_Directions_: A line belongs in the answer if it contains "depth"; copy every such line from the entries below.

---

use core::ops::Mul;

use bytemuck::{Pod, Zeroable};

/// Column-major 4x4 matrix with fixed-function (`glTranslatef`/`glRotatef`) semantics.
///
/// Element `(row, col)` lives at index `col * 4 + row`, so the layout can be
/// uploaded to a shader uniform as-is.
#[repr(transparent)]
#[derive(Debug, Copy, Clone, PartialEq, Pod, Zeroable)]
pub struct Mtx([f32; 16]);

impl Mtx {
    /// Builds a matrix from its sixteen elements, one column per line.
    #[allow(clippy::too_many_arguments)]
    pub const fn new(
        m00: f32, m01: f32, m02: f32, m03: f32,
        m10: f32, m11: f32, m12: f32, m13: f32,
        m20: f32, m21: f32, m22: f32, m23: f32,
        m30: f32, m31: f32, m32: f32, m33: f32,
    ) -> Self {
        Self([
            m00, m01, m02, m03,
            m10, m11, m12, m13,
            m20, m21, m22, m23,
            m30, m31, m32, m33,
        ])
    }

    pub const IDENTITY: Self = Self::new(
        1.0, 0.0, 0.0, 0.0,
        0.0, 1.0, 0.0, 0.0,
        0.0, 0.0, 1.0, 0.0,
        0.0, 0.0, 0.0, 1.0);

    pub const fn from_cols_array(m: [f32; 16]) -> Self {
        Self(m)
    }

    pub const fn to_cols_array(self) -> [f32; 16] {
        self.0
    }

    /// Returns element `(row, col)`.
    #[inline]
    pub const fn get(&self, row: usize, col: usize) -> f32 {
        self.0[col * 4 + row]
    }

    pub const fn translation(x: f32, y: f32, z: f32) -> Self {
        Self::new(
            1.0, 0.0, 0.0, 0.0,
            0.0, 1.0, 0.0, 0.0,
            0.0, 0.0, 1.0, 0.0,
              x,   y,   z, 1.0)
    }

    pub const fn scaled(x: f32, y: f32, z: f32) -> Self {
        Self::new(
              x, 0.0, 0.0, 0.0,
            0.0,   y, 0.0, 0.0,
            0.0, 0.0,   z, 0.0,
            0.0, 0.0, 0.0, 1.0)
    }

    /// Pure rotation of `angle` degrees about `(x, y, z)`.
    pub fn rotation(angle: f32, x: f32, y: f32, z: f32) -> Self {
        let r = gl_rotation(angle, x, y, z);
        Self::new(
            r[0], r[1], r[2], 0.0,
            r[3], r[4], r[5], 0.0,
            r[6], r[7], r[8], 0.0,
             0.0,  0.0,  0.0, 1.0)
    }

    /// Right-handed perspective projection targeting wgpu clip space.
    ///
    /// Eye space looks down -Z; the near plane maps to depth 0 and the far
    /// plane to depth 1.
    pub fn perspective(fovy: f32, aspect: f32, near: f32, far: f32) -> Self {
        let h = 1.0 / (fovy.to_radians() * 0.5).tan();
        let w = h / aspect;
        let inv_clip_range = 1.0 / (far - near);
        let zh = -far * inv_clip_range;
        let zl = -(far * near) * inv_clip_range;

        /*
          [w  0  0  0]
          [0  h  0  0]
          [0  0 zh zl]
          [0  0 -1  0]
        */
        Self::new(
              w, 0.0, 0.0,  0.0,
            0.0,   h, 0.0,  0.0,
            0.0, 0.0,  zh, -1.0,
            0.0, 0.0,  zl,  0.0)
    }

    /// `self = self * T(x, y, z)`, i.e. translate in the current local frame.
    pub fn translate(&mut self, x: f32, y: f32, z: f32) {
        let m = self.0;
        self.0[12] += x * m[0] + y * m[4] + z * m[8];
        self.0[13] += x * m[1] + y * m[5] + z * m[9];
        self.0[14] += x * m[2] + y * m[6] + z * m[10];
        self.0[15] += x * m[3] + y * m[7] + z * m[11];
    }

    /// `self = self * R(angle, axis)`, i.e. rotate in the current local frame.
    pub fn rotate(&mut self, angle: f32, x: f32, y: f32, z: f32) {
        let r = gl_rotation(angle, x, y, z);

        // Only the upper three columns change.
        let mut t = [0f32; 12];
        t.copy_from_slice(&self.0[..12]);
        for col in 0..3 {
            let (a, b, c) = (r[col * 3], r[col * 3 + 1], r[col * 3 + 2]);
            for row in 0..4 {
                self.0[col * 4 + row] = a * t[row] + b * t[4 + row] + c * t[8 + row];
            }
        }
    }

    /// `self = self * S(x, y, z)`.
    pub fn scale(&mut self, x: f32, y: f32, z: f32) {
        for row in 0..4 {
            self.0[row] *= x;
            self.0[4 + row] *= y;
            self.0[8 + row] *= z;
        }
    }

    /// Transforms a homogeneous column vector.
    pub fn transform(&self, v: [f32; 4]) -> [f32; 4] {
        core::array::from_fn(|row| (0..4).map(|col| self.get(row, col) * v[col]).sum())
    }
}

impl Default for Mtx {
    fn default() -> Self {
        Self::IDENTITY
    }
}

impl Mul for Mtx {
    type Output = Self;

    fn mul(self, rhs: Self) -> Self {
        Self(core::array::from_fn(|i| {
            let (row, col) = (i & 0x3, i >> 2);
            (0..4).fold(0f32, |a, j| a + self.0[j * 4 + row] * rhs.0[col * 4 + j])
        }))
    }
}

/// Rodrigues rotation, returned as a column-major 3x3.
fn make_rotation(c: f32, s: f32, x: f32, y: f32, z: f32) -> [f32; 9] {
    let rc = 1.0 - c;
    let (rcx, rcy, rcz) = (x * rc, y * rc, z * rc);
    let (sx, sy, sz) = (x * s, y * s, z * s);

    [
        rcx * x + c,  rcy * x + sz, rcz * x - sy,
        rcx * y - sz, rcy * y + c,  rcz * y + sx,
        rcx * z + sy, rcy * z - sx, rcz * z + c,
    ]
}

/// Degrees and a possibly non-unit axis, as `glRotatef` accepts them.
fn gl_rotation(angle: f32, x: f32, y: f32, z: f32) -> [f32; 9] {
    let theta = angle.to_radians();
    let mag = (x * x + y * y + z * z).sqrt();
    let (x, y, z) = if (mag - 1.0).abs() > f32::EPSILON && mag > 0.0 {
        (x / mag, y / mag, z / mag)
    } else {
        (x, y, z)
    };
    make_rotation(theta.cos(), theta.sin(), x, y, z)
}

---

_Solution to the exercise_:
    /// Eye space looks down -Z; the near plane maps to depth 0 and the far
    /// plane to depth 1.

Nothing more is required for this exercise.